Mansi R. Shah, MD, assistant professor, medicine, Division of Blood Disorders, Rutgers Cancer Institute of New Jersey, Robert Wood Johnson (RWJ) Medical School; hematologist/oncologist, RWJ University Hospital, discusses a multi-institutional study of the effects of intravenous immunoglobulin (IVIG) supplementation on infection risk in recipients of teclistamab-cqyv (Tecvayli) therapy for multiple myeloma.

This study focused on patients with relapsed/refractory multiple myeloma receiving BCMA-targeted bispecific antibodies, Shah begins. The analysis was unique as it included patients enrolled in early-phase clinical trials of these therapies, allowing investigators to evaluate infection risks across different patient cohorts, according to Shah.
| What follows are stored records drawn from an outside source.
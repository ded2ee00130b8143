//! Robots.txt handling module
//!
//! This module provides functionality for fetching, parsing, and caching robots.txt
//! files. It is used by the HTTP fetcher so that every page request honors the
//! site's exclusion rules.

mod cache;
mod parser;

pub use cache::{CachedRobots, RobotsCache};
pub use parser::ParsedRobots;

use reqwest::Client;
use url::Url;

/// Returns the cache key for a URL's robots.txt (`scheme://host:port`)
pub fn robots_origin(url: &Url) -> String {
    url.origin().ascii_serialization()
}

/// Fetches robots.txt for the origin of `url`
///
/// # Failure Handling
///
/// | Outcome | Result |
/// |---------|--------|
/// | 2xx | Parsed content |
/// | 4xx (missing, forbidden) | Allow all |
/// | 5xx, network error, unreadable body | Allow all (logged) |
pub async fn fetch_robots(client: &Client, url: &Url) -> ParsedRobots {
    let robots_url = match url.join("/robots.txt") {
        Ok(u) => u,
        Err(e) => {
            tracing::debug!("Cannot build robots.txt URL for {}: {}", url, e);
            return ParsedRobots::allow_all();
        }
    };

    tracing::debug!("Fetching {}", robots_url);

    let response = match client.get(robots_url.clone()).send().await {
        Ok(r) => r,
        Err(e) => {
            tracing::warn!("Failed to fetch {}: {}; allowing all", robots_url, e);
            return ParsedRobots::allow_all();
        }
    };

    let status = response.status();
    if !status.is_success() {
        if status.is_server_error() {
            tracing::warn!("{} returned HTTP {}; allowing all", robots_url, status);
        } else {
            tracing::debug!("{} returned HTTP {}; allowing all", robots_url, status);
        }
        return ParsedRobots::allow_all();
    }

    match response.text().await {
        Ok(body) => ParsedRobots::from_content(&body),
        Err(e) => {
            tracing::warn!("Failed to read {}: {}; allowing all", robots_url, e);
            ParsedRobots::allow_all()
        }
    }
}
Conducted as a retrospective study across 4 institutions, the data provided insights into infection prevention strategies in this heavily pretreated population, she reported.

The patient cohort had a median age of approximately 70 years, with over half of the participants being older than 70 years, Shah continues. On average, patients had undergone 5 prior lines of therapy (range, 2-12), and nearly all had received prior autologous stem cell transplant. The study assessed the effect of IVIG as either primary or secondary prophylaxis against infections, she explains. Primary prophylaxis was defined as IVIG administration within 60 days of BCMA-directed bispecific antibody initiation, whereas secondary prophylaxis was IVIG given after an infection had developed, Shah states. The findings revealed that patients who received primary prophylaxis had a significantly reduced risk of bacterial infections vs those who received secondary prophylaxis, with a hazard ratio of approximately 0.6. Conversely, secondary prophylaxis had a more limited effect on reducing infection risk, she emphasizes.

Secondary prophylaxis also demonstrated some benefit against the development of bacterial infections but did not influence the risk of developing other types of infections. These differences in infection prevention strategies were associated with improved overall survival and progression-free survival in patients receiving BCMA-targeted therapies, she says. However, infections remain a significant factor that could limit both treatment efficacy and dosing in this population, Shah concludes.